*** Opening DATA SHOWN ***

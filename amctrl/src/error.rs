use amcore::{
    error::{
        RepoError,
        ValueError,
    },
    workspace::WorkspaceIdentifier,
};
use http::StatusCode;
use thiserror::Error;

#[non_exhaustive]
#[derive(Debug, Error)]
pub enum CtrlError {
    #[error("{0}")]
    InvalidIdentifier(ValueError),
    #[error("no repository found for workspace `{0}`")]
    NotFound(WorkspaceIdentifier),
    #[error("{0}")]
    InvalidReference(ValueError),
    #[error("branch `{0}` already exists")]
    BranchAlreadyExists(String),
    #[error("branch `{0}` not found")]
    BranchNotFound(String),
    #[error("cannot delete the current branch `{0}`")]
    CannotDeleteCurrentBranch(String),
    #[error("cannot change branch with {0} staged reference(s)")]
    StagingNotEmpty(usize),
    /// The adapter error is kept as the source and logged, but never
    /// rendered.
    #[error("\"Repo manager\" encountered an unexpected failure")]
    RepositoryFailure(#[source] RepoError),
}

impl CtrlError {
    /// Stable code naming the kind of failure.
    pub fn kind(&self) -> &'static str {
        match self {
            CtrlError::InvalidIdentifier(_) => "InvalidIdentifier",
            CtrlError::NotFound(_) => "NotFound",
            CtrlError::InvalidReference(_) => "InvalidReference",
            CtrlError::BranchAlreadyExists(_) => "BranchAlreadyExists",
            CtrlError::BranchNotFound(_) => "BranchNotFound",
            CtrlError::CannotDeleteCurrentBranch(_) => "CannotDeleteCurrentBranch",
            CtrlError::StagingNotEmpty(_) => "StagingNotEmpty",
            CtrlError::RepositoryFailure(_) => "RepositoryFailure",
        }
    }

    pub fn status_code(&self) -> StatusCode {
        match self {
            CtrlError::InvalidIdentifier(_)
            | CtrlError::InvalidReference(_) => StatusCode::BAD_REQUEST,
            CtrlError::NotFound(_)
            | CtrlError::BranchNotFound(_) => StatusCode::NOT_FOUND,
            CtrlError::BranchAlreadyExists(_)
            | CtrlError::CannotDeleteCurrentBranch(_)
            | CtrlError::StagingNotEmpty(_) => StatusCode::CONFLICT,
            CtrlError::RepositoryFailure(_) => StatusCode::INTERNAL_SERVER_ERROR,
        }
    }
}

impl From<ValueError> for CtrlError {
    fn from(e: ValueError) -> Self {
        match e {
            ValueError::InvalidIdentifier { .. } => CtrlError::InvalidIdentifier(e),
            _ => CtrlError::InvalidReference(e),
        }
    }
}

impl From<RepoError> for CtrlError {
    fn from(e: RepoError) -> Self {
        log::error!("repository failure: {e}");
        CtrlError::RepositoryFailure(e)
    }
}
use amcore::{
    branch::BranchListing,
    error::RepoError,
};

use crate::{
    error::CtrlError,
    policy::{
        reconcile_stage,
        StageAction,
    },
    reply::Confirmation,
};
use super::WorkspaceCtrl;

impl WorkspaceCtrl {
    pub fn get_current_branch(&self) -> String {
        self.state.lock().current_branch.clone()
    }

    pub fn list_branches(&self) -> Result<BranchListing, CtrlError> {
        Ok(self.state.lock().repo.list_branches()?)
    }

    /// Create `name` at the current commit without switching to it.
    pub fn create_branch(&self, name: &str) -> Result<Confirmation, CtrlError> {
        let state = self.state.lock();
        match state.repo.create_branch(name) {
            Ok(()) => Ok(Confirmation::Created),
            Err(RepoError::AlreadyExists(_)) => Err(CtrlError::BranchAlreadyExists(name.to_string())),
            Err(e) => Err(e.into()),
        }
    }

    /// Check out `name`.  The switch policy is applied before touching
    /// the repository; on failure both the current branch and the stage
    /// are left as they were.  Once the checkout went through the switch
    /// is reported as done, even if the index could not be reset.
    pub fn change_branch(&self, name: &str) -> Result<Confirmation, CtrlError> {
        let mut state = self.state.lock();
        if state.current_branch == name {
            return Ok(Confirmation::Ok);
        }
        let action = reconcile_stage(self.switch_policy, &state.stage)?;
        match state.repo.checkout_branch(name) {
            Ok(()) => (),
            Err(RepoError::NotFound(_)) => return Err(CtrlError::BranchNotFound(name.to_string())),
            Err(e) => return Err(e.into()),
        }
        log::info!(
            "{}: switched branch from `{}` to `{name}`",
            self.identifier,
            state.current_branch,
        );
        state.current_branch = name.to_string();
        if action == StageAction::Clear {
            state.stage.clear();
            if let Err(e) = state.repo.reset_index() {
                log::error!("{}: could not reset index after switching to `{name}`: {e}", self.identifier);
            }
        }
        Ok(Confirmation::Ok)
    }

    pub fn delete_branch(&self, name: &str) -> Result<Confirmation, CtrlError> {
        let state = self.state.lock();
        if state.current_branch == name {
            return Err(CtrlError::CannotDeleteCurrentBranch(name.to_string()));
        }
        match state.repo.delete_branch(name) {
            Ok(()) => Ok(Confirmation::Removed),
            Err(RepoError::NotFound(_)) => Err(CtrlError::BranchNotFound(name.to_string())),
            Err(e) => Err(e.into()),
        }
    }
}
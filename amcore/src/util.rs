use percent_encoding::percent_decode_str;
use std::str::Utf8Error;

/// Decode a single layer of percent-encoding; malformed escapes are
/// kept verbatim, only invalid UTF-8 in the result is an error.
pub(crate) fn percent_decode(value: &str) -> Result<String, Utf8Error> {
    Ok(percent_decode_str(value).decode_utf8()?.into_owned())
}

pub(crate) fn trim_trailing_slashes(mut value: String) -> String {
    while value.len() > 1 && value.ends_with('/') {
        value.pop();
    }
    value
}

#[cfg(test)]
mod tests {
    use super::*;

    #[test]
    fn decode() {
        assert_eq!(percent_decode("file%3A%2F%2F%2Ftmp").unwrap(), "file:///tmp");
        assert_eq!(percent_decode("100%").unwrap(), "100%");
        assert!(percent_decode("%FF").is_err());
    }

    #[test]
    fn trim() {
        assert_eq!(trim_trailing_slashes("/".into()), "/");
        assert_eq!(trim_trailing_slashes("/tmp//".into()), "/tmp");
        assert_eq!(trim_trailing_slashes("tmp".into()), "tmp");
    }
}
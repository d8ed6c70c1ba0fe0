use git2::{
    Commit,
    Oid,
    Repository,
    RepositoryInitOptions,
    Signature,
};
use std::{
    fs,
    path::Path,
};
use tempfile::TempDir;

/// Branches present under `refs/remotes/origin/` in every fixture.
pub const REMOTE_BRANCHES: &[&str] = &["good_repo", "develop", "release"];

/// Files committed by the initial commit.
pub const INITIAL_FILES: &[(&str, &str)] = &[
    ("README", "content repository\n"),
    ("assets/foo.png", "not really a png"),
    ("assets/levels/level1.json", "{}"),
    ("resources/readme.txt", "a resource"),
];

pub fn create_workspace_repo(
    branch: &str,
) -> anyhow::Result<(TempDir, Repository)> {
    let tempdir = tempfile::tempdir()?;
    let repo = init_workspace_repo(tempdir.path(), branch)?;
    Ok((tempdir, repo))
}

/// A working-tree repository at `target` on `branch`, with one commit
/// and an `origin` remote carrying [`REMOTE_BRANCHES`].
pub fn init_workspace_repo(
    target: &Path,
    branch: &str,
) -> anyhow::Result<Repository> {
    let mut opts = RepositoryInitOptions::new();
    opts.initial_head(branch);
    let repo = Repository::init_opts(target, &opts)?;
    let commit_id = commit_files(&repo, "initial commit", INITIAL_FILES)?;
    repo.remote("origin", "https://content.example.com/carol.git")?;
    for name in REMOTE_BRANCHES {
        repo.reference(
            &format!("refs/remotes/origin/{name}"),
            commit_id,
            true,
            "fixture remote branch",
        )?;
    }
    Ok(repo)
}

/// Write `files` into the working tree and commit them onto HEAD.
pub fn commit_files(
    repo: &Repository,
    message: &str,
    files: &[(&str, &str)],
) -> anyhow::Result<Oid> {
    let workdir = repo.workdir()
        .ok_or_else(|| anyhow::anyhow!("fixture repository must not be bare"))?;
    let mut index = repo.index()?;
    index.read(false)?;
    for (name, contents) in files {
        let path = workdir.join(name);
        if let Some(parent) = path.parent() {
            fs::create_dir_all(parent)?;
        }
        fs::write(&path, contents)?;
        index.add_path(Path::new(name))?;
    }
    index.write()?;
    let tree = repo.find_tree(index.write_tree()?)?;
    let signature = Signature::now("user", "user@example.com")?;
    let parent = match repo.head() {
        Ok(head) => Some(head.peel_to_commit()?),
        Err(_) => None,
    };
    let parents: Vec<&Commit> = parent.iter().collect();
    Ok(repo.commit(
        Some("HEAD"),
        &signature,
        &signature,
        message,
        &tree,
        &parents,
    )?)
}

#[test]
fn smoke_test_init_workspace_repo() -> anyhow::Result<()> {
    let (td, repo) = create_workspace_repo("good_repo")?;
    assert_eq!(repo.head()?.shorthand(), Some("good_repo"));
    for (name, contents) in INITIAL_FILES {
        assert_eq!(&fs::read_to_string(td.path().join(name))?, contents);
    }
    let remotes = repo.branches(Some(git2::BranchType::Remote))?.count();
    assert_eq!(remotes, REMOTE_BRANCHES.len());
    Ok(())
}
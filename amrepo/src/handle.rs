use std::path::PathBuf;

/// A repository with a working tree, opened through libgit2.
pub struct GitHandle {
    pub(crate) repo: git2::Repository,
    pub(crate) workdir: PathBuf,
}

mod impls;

*** Closing DATA SHOWN ***

WORK TO COMPLETE ::
Would you output, from the records above, exactly the run of lines that starts at the line containing "#[non_exhaustive]" and ends at the line containing "delete the current", and only that run?

SOLUTION TO THIS TASK ::
#[non_exhaustive]
#[derive(Debug, Error)]
pub enum CtrlError {
    #[error("{0}")]
    InvalidIdentifier(ValueError),
    #[error("no repository found for workspace `{0}`")]
    NotFound(WorkspaceIdentifier),
    #[error("{0}")]
    InvalidReference(ValueError),
    #[error("branch `{0}` already exists")]
    BranchAlreadyExists(String),
    #[error("branch `{0}` not found")]
    BranchNotFound(String),
    #[error("cannot delete the current branch `{0}`")]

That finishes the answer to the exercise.